El pasado 10 de diciembre, Paul Krugman, Nobel de Economía 2003, publicó su última columna en el New York Times titulada “Mi última columna: la esperanza en una era de resentimiento”. Después de 25 años de análisis incisivos, Krugman deja una reflexión sobre el deterioro del liderazgo global y la creciente desconfianza en los sistemas de poder.
En su columna, Krugman traza un arco histórico desde los años 2000, cuando la fe en los líderes del mundo occidental era sólida, hasta hoy, una era marcada por crisis sistémicas, mentiras institucionales y la pérdida de legitimidad de las élites políticas y económicas.
El concepto de caquistocracia: el gobierno de los peores
Krugman resalta el término caquistocracia, que describe un sistema gobernado por los más ineptos, corruptos y cínicos. Aunque su uso data del siglo XVII, el término ha adquirido una relevancia inquietante en la actualidad.
El autor menciona cómo este tipo de liderazgo no solo refleja incompetencia, sino también una arrogancia peligrosa basada en el poder, como lo señaló Tucídides:
“…lo correcto, según el mundo, es solo una cuestión entre iguales en poder, mientras que los fuertes hacen lo que pueden y los débiles sufren lo que deben.”
El impacto de Donald Trump y los liderazgos globales
Krugman enfoca parte de su análisis en el regreso de Donald Trump a la Casa Blanca, a quien considera un ejemplo claro de caquistocracia.
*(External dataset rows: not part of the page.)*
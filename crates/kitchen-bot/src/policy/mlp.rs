//! Actor network of a trained PPO agent, evaluated in plain `f32`.
//!
//! Architecture:
//!   - features extractor: identity (`flatten`) or the ABI-gated extractor
//!   - policy trunk: `pi` dense layers with tanh
//!   - action head: dense layer producing one logit per macro action
//!
//! The gated extractor splits the trailing six entries `[A, B, I, cA, cB, cI]`
//! off the observation, runs the rest through a two-layer ReLU backbone and
//! replicates the backbone output into positive and negative slots per trait,
//! keeping only the slot matching the trait's sign.

use super::{Policy, PolicyError, check_len};
use kitchen_core::nn::{self, LayerWeights, Linear, LoadError};
use rand::Rng;
use rand::SeedableRng;
use rand::rngs::StdRng;
use serde::{Deserialize, Serialize};
use std::collections::BTreeMap;
use std::path::Path;

/// Width of the belief block the gated extractor expects at the tail.
pub const BELIEF_FEATURES: usize = 6;

const BACKBONE_HIDDEN: usize = 256;

#[derive(Debug, Clone, Copy, PartialEq, Eq, Serialize, Deserialize)]
#[serde(tag = "kind", rename_all = "snake_case")]
pub enum Extractor {
    Flatten,
    AbiGated { base_dim: usize },
}

impl Extractor {
    pub fn output_dim(&self, observation_dim: usize) -> usize {
        match self {
            Extractor::Flatten => observation_dim,
            Extractor::AbiGated { base_dim } => 6 * base_dim + BELIEF_FEATURES,
        }
    }
}

#[derive(Debug, Clone, PartialEq, Eq, Serialize, Deserialize)]
pub struct Architecture {
    pub extractor: Extractor,
    pub pi: Vec<usize>,
}

impl Architecture {
    /// Construction known to match artifacts trained with the gated extractor.
    pub fn abi_gated_default() -> Self {
        Self {
            extractor: Extractor::AbiGated { base_dim: 64 },
            pi: vec![128, 64],
        }
    }

    pub fn flatten_default() -> Self {
        Self {
            extractor: Extractor::Flatten,
            pi: vec![64, 64],
        }
    }

    /// Parameter names and shapes `(inputs, outputs)` this architecture needs.
    pub fn parameter_shapes(
        &self,
        observation_dim: usize,
        action_count: usize,
    ) -> Vec<(String, usize, usize)> {
        let mut shapes = Vec::new();
        if let Extractor::AbiGated { base_dim } = self.extractor {
            shapes.push((
                "features.backbone.0".to_string(),
                observation_dim.saturating_sub(BELIEF_FEATURES),
                BACKBONE_HIDDEN,
            ));
            shapes.push(("features.backbone.1".to_string(), BACKBONE_HIDDEN, base_dim));
        }
        let mut width = self.extractor.output_dim(observation_dim);
        for (idx, &units) in self.pi.iter().enumerate() {
            shapes.push((format!("pi.{idx}"), width, units));
            width = units;
        }
        shapes.push(("action".to_string(), width, action_count));
        shapes
    }
}

/// JSON form of an exported actor network.
#[derive(Debug, Clone, Serialize, Deserialize, PartialEq)]
pub struct MlpManifest {
    #[serde(default)]
    pub schema_version: u32,
    pub observation_dim: usize,
    pub action_count: usize,
    /// Absent in artifacts exported without their construction arguments.
    #[serde(default)]
    pub architecture: Option<Architecture>,
    pub parameters: BTreeMap<String, LayerWeights>,
}

impl MlpManifest {
    /// Randomly initialised manifest, for smoke runs when no trained
    /// artifact is available.
    pub fn random(
        architecture: Architecture,
        observation_dim: usize,
        action_count: usize,
        seed: u64,
    ) -> Self {
        let mut rng = StdRng::seed_from_u64(seed);
        let parameters = architecture
            .parameter_shapes(observation_dim, action_count)
            .into_iter()
            .map(|(name, inputs, outputs)| (name, LayerWeights::random(&mut rng, inputs, outputs)))
            .collect();
        Self {
            schema_version: 1,
            observation_dim,
            action_count,
            architecture: Some(architecture),
            parameters,
        }
    }
}

#[derive(Debug, Clone)]
struct Backbone {
    first: Linear,
    second: Linear,
}

/// Loaded actor network.
#[derive(Debug, Clone)]
pub struct MlpPolicy {
    architecture: Architecture,
    observation_dim: usize,
    backbone: Option<Backbone>,
    trunk: Vec<Linear>,
    action: Linear,
}

impl MlpPolicy {
    /// Reads a manifest from disk. `fallback` is used when the manifest does
    /// not declare its architecture.
    pub fn load<P: AsRef<Path>>(path: P, fallback: &Architecture) -> Result<Self, LoadError> {
        let manifest: MlpManifest = nn::read_manifest(path)?;
        Self::from_manifest(&manifest, fallback)
    }

    pub fn from_manifest(manifest: &MlpManifest, fallback: &Architecture) -> Result<Self, LoadError> {
        let architecture = match &manifest.architecture {
            Some(declared) => declared.clone(),
            None => {
                tracing::warn!(
                    architecture = ?fallback,
                    "policy manifest has no architecture, using fallback"
                );
                fallback.clone()
            }
        };

        let obs_dim = manifest.observation_dim;
        if let Extractor::AbiGated { base_dim } = architecture.extractor {
            if obs_dim <= BELIEF_FEATURES || base_dim == 0 {
                return Err(LoadError::Incompatible(format!(
                    "gated extractor needs more than {BELIEF_FEATURES} inputs and a non-zero base_dim, got {obs_dim} / {base_dim}"
                )));
            }
        }
        if manifest.action_count == 0 {
            return Err(LoadError::Incompatible("action_count must be positive".into()));
        }

        let shapes = architecture.parameter_shapes(obs_dim, manifest.action_count);
        let expected: Vec<&str> = shapes.iter().map(|(name, _, _)| name.as_str()).collect();
        if let Some(extra) = manifest
            .parameters
            .keys()
            .find(|name| !expected.contains(&name.as_str()))
        {
            return Err(LoadError::Incompatible(format!(
                "parameter '{extra}' does not belong to architecture {architecture:?}"
            )));
        }

        let mut layers = shapes
            .iter()
            .map(|(name, inputs, outputs)| {
                let weights = manifest.parameters.get(name).ok_or_else(|| {
                    LoadError::Incompatible(format!("missing parameter '{name}'"))
                })?;
                Linear::from_weights(name, weights, *inputs, *outputs)
            })
            .collect::<Result<Vec<_>, LoadError>>()?
            .into_iter();

        let backbone = match architecture.extractor {
            Extractor::Flatten => None,
            Extractor::AbiGated { .. } => match (layers.next(), layers.next()) {
                (Some(first), Some(second)) => Some(Backbone { first, second }),
                _ => return Err(LoadError::Incompatible("gated backbone incomplete".into())),
            },
        };
        let mut rest: Vec<Linear> = layers.collect();
        let action = rest
            .pop()
            .ok_or_else(|| LoadError::Incompatible("missing action head".into()))?;

        Ok(Self {
            architecture,
            observation_dim: obs_dim,
            backbone,
            trunk: rest,
            action,
        })
    }

    pub fn architecture(&self) -> &Architecture {
        &self.architecture
    }

    fn features(&self, observation: &[f32]) -> Vec<f32> {
        let Some(backbone) = &self.backbone else {
            return observation.to_vec();
        };
        let split = observation.len() - BELIEF_FEATURES;
        let (base, belief) = observation.split_at(split);

        let mut hidden = backbone.first.forward(base);
        nn::relu(&mut hidden);
        let mut shared = backbone.second.forward(&hidden);
        nn::relu(&mut shared);

        let signs: Vec<f32> = belief[..3]
            .iter()
            .map(|&value| if value >= 0.5 { 1.0 } else { -1.0 })
            .collect();
        let mut out = Vec::with_capacity(6 * shared.len() + BELIEF_FEATURES);
        for &sign in &signs {
            let positive = sign.max(0.0);
            let negative = (-sign).max(0.0);
            out.extend(shared.iter().map(|f| f * positive));
            out.extend(shared.iter().map(|f| f * negative));
        }
        out.extend_from_slice(&signs);
        out.extend(belief[3..].iter().map(|c| c.clamp(0.0, 1.0)));
        out
    }

    /// Raw action logits.
    pub fn logits(&self, observation: &[f32]) -> Result<Vec<f32>, PolicyError> {
        check_len(observation, self.observation_dim)?;
        let mut x = self.features(observation);
        for layer in &self.trunk {
            x = layer.forward(&x);
            nn::tanh(&mut x);
        }
        Ok(self.action.forward(&x))
    }
}

impl Policy for MlpPolicy {
    fn observation_dim(&self) -> usize {
        self.observation_dim
    }

    fn action_count(&self) -> usize {
        self.action.outputs()
    }

    fn reads_belief_features(&self) -> bool {
        self.backbone.is_some()
    }

    fn predict(
        &self,
        observation: &[f32],
        deterministic: bool,
        rng: &mut StdRng,
    ) -> Result<usize, PolicyError> {
        let logits = self.logits(observation)?;
        if deterministic {
            return Ok(nn::argmax(&logits));
        }
        let mut probs = logits;
        nn::softmax(&mut probs);
        let draw: f32 = rng.r#gen();
        let mut acc = 0.0f32;
        for (idx, p) in probs.iter().enumerate() {
            acc += p;
            if draw < acc {
                return Ok(idx);
            }
        }
        Ok(probs.len() - 1)
    }
}

#[cfg(test)]
mod tests {
    use super::*;
    use tempfile::NamedTempFile;

    fn obs(dim: usize) -> Vec<f32> {
        (0..dim).map(|i| (i % 7) as f32 / 7.0).collect()
    }

    #[test]
    fn gated_extractor_output_width() {
        let arch = Architecture::abi_gated_default();
        let manifest = MlpManifest::random(arch, 40, 10, 1);
        let policy = MlpPolicy::from_manifest(&manifest, &Architecture::flatten_default()).unwrap();
        assert_eq!(policy.features(&obs(40)).len(), 6 * 64 + 6);
        assert_eq!(policy.logits(&obs(40)).unwrap().len(), 10);
        assert!(policy.reads_belief_features());

        let flat = MlpManifest::random(Architecture::flatten_default(), 40, 10, 1);
        let flat = MlpPolicy::from_manifest(&flat, &Architecture::flatten_default()).unwrap();
        assert!(!flat.reads_belief_features());
    }

    #[test]
    fn gated_extractor_zeroes_the_opposite_slot() {
        let arch = Architecture {
            extractor: Extractor::AbiGated { base_dim: 4 },
            pi: vec![8],
        };
        let manifest = MlpManifest::random(arch, 12, 3, 2);
        let policy = MlpPolicy::from_manifest(&manifest, &Architecture::flatten_default()).unwrap();
        let mut input = obs(12);
        // A high, B low, I high; confidences out of range get clamped.
        input[6..].copy_from_slice(&[0.9, 0.1, 0.5, 2.0, -1.0, 0.3]);
        let features = policy.features(&input);
        assert!(features[4..8].iter().all(|v| *v == 0.0));
        assert!(features[8..12].iter().all(|v| *v == 0.0));
        assert!(features[20..24].iter().all(|v| *v == 0.0));
        assert_eq!(&features[24..], &[1.0, -1.0, 1.0, 1.0, 0.0, 0.3]);
    }

    #[test]
    fn missing_architecture_uses_fallback() {
        let mut manifest = MlpManifest::random(Architecture::abi_gated_default(), 30, 10, 3);
        manifest.architecture = None;
        let policy = MlpPolicy::from_manifest(&manifest, &Architecture::abi_gated_default()).unwrap();
        assert_eq!(policy.architecture(), &Architecture::abi_gated_default());

        // The flatten fallback cannot host gated parameters.
        let err = MlpPolicy::from_manifest(&manifest, &Architecture::flatten_default()).unwrap_err();
        assert!(err.to_string().contains("does not belong"));
    }

    #[test]
    fn wrong_shapes_are_fatal() {
        let mut manifest = MlpManifest::random(Architecture::flatten_default(), 20, 10, 4);
        manifest
            .parameters
            .insert("pi.0".to_string(), LayerWeights::zeros(19, 64));
        let err = MlpPolicy::from_manifest(&manifest, &Architecture::flatten_default()).unwrap_err();
        assert!(err.to_string().contains("pi.0"));

        let mut manifest = MlpManifest::random(Architecture::flatten_default(), 20, 10, 4);
        manifest.parameters.remove("action");
        assert!(MlpPolicy::from_manifest(&manifest, &Architecture::flatten_default()).is_err());
    }

    #[test]
    fn deterministic_prediction_is_argmax() {
        let manifest = MlpManifest::random(Architecture::flatten_default(), 20, 10, 5);
        let policy = MlpPolicy::from_manifest(&manifest, &Architecture::flatten_default()).unwrap();
        let input = obs(20);
        let logits = policy.logits(&input).unwrap();
        let mut rng = StdRng::seed_from_u64(0);
        assert_eq!(policy.predict(&input, true, &mut rng).unwrap(), nn::argmax(&logits));

        let sampled = policy.predict(&input, false, &mut rng).unwrap();
        assert!(sampled < 10);
        assert_eq!(
            policy.predict(&input[..19], true, &mut rng),
            Err(PolicyError::InputLength {
                expected: 20,
                found: 19
            })
        );
    }

    #[test]
    fn loads_from_disk() {
        let manifest = MlpManifest::random(Architecture::flatten_default(), 16, 10, 6);
        let file = NamedTempFile::new().unwrap();
        serde_json::to_writer(file.as_file(), &manifest).unwrap();
        let policy = MlpPolicy::load(file.path(), &Architecture::flatten_default()).unwrap();
        assert_eq!(policy.observation_dim(), 16);
        assert_eq!(policy.action_count(), 10);

        assert!(matches!(
            MlpPolicy::load("/definitely/not/here.json", &Architecture::flatten_default()),
            Err(LoadError::Read { .. })
        ));
    }
}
Sin embargo, su crítica va más allá de Estados Unidos, abarcando el panorama global, donde los liderazgos son cada vez más disfuncionales.
Este fenómeno no se limita a países desarrollados: los gobiernos de naciones periféricas, con sistemas políticos frágiles y economías desiguales, también enfrentan retos similares.
¿Es posible recuperar la esperanza?
A pesar del pesimismo en su diagnóstico, Krugman termina su columna con una nota esperanzadora:
“Puede que con el tiempo encontremos el camino de vuelta a un mundo mejor.”
Este regreso, según el autor, depende de la capacidad ciudadana para recuperar la voz, dignidad y participación activa en la esfera pública. La reconstrucción de la república, como un espacio colectivo donde la prosperidad y la paz coexistan, es clave para superar la actual crisis de liderazgo.
Reflexiones finales: la república como horizonte
Krugman llama a reflexionar sobre el estado de nuestras democracias y el impacto de los liderazgos en la vida cotidiana. Si bien señala los peligros de la caquistocracia, también plantea la urgencia de reavivar el sentido común, el juicio crítico y la acción colectiva.
Como él mismo lo expresa, la prosperidad sin paz y la paz sin prosperidad son ilusiones que solo perpetúan la miseria. En este sentido, su legado no solo es una advertencia, sino también un llamado a la acción.